» REQUIRED ACTION
When a line in the material contains the word "crates", copy it.

» SOURCE MATERIAL
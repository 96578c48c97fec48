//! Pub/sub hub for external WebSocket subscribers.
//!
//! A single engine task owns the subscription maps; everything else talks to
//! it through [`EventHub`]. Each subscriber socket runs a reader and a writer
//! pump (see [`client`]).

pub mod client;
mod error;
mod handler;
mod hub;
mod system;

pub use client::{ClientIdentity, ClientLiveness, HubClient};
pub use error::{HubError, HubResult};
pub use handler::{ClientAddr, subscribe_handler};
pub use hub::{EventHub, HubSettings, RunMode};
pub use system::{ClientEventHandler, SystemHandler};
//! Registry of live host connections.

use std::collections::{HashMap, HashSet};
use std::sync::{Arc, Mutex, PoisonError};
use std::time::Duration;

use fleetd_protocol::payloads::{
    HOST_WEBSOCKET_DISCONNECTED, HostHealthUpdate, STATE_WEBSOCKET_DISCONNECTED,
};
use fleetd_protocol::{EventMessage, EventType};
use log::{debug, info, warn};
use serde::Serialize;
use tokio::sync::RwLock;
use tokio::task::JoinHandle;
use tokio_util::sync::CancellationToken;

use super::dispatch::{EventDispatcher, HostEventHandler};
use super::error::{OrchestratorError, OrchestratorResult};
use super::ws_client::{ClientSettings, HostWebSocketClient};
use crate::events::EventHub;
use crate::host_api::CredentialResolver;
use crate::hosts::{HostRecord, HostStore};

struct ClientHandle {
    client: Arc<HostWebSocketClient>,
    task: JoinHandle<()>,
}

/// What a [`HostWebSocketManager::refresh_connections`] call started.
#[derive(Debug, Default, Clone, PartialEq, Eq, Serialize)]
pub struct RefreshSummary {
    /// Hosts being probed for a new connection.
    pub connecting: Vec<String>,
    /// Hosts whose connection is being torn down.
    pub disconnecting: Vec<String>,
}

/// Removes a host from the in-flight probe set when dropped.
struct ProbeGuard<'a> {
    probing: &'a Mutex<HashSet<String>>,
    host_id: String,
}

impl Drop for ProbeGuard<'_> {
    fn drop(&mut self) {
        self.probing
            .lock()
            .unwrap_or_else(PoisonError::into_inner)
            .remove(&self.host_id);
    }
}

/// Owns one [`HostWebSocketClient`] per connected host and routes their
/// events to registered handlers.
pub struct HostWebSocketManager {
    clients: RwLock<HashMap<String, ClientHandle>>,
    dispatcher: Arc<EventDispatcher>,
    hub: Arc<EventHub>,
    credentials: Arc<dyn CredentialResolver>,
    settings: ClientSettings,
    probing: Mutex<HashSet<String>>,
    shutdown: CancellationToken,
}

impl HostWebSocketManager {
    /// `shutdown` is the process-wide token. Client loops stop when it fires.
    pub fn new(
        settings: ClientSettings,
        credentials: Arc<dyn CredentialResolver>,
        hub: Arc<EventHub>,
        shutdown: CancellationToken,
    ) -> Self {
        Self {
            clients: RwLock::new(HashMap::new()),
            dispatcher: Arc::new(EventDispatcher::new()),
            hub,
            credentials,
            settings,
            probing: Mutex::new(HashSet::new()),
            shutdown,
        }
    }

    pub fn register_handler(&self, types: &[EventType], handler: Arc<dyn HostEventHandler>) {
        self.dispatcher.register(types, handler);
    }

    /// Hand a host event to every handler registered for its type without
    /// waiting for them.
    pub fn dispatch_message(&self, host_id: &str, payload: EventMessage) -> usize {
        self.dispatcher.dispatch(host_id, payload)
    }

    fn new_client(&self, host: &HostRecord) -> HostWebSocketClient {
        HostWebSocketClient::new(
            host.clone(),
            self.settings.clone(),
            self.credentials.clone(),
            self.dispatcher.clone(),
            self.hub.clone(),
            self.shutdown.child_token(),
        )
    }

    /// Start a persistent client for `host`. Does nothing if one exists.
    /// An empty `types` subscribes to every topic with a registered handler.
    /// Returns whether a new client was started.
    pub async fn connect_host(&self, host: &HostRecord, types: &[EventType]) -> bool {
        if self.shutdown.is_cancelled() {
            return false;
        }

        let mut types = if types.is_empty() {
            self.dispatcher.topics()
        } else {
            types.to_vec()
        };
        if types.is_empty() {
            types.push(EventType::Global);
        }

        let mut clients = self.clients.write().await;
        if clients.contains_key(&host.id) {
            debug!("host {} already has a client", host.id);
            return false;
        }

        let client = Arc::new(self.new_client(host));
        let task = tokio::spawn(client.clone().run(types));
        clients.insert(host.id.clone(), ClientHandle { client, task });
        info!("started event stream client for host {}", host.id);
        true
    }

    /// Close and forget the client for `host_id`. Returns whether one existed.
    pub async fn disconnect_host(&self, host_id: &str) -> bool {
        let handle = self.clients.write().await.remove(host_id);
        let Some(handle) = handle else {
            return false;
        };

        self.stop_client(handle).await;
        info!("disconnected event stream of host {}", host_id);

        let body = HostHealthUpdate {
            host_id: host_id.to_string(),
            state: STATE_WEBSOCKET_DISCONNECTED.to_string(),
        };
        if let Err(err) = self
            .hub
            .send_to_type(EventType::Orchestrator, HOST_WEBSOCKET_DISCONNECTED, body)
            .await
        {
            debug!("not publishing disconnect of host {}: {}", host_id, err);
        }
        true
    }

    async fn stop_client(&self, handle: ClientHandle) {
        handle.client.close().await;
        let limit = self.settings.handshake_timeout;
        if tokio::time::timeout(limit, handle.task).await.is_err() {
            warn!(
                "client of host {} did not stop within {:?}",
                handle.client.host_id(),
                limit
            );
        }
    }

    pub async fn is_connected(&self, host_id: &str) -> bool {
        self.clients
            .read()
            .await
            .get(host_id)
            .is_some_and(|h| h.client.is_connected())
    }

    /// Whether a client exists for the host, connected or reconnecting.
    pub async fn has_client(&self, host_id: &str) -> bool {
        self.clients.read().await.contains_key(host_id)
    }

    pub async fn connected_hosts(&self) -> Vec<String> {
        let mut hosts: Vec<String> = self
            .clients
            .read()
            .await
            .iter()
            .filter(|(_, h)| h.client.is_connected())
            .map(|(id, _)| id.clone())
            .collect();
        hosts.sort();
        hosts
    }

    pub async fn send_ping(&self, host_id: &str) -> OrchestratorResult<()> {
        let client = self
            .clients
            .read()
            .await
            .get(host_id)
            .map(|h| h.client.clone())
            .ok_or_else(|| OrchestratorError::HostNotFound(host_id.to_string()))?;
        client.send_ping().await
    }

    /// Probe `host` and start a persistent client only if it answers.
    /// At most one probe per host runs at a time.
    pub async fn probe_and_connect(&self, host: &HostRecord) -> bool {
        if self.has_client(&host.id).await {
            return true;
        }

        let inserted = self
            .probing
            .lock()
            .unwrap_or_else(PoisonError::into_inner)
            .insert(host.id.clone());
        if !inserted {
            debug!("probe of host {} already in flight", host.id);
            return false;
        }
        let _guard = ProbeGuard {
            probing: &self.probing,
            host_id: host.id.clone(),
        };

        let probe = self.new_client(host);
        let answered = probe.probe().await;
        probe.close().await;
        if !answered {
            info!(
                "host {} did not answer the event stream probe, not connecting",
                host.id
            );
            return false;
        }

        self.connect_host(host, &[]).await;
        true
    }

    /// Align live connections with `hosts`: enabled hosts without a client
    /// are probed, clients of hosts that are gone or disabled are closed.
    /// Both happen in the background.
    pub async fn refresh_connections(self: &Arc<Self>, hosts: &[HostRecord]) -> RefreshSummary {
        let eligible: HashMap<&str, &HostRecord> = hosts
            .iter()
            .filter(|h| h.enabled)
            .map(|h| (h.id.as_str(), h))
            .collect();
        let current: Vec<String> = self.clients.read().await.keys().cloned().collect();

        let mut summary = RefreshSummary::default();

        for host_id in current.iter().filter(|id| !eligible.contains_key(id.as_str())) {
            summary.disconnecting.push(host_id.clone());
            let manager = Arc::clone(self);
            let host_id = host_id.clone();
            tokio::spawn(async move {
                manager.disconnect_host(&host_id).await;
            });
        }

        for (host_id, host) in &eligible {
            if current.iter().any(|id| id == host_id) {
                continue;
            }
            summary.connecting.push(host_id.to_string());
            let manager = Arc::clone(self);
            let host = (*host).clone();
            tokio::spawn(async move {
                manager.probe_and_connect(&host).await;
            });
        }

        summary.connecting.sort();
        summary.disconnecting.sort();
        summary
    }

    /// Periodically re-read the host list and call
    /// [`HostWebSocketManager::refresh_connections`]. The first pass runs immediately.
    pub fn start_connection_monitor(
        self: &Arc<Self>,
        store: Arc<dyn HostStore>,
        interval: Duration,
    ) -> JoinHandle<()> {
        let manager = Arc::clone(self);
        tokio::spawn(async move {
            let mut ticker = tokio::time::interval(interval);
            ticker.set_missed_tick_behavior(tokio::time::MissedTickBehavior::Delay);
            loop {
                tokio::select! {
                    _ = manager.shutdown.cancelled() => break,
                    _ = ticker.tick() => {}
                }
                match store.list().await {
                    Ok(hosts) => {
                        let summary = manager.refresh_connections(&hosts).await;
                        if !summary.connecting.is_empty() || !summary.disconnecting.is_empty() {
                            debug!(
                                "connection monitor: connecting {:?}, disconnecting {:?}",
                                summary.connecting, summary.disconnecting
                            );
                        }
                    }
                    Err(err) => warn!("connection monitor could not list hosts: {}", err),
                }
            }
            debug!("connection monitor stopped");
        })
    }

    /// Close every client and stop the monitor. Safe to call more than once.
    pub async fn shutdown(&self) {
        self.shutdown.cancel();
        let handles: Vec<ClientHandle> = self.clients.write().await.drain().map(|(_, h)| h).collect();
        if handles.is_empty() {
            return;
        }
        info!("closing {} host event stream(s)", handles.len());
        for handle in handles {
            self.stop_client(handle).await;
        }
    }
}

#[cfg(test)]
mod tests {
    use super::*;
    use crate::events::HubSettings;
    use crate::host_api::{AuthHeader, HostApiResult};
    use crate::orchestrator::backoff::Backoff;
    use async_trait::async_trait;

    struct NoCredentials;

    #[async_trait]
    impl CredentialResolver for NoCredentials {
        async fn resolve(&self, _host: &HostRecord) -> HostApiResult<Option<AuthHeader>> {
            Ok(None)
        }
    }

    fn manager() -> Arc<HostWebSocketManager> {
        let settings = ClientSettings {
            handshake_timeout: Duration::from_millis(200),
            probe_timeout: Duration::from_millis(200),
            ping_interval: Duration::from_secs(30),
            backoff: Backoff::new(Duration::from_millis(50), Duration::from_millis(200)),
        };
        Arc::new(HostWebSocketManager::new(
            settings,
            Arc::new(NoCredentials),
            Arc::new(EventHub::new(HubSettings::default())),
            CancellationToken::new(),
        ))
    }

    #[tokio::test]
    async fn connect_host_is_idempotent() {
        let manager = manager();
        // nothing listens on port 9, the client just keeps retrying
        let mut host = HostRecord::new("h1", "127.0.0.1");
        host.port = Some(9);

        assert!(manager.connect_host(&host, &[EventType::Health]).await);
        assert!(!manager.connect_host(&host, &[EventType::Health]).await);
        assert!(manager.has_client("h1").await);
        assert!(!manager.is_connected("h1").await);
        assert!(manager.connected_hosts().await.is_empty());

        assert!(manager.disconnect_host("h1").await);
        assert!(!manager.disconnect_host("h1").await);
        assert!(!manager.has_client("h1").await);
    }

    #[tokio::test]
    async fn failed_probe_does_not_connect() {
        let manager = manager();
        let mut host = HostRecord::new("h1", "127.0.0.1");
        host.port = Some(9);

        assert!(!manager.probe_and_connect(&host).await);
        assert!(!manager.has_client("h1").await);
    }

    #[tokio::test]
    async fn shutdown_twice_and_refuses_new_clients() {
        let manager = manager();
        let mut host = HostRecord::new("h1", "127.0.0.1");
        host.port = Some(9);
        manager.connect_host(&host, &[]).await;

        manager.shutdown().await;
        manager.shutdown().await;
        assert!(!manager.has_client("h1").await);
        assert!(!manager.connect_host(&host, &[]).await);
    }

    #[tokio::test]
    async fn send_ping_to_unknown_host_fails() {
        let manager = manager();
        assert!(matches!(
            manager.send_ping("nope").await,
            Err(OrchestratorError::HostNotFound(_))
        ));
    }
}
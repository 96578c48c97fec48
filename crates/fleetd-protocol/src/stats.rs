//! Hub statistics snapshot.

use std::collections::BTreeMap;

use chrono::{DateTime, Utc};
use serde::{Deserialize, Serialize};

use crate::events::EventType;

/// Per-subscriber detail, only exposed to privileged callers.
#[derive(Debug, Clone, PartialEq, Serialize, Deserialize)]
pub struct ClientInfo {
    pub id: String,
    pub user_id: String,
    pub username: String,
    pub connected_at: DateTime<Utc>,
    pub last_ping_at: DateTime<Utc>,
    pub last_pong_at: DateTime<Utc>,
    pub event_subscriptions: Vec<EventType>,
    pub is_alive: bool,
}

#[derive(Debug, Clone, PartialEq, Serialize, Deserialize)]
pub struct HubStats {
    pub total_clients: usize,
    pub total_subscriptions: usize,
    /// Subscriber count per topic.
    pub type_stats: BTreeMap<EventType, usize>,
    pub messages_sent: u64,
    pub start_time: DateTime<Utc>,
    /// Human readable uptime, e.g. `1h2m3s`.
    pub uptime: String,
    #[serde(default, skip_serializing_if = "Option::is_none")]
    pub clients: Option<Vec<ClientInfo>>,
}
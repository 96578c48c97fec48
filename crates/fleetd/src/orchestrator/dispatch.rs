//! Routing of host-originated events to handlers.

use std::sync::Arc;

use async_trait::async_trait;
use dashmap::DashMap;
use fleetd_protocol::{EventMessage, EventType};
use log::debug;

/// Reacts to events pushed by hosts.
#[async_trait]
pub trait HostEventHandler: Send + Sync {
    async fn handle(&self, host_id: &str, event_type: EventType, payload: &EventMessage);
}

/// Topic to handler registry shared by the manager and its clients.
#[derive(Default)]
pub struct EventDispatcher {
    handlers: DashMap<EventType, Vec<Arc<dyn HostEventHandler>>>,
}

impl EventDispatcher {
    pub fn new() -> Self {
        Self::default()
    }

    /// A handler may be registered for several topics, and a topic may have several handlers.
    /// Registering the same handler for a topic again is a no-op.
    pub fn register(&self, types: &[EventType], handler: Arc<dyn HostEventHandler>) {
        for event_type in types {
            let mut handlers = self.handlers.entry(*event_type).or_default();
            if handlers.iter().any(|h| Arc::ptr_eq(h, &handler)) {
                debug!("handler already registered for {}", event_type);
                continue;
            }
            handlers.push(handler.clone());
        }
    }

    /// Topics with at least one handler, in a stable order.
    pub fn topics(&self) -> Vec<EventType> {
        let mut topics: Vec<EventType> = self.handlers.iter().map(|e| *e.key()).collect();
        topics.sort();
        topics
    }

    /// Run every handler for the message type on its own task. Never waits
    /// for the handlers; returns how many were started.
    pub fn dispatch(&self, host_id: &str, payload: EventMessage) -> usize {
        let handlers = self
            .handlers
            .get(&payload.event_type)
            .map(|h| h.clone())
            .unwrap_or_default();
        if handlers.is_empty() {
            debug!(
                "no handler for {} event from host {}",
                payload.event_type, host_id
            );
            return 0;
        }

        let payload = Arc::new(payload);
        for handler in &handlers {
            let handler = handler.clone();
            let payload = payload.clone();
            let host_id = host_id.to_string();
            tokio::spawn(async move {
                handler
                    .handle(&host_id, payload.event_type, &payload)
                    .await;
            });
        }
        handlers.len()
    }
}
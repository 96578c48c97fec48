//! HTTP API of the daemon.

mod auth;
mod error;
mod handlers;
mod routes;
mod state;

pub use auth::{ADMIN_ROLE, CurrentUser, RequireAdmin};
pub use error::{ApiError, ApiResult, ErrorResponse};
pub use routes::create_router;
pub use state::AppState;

» RESULT OF THE TASK
filename crates/fleetd-protocol/src/stats.rs
filename crates/fleetd/src/orchestrator/dispatch.rs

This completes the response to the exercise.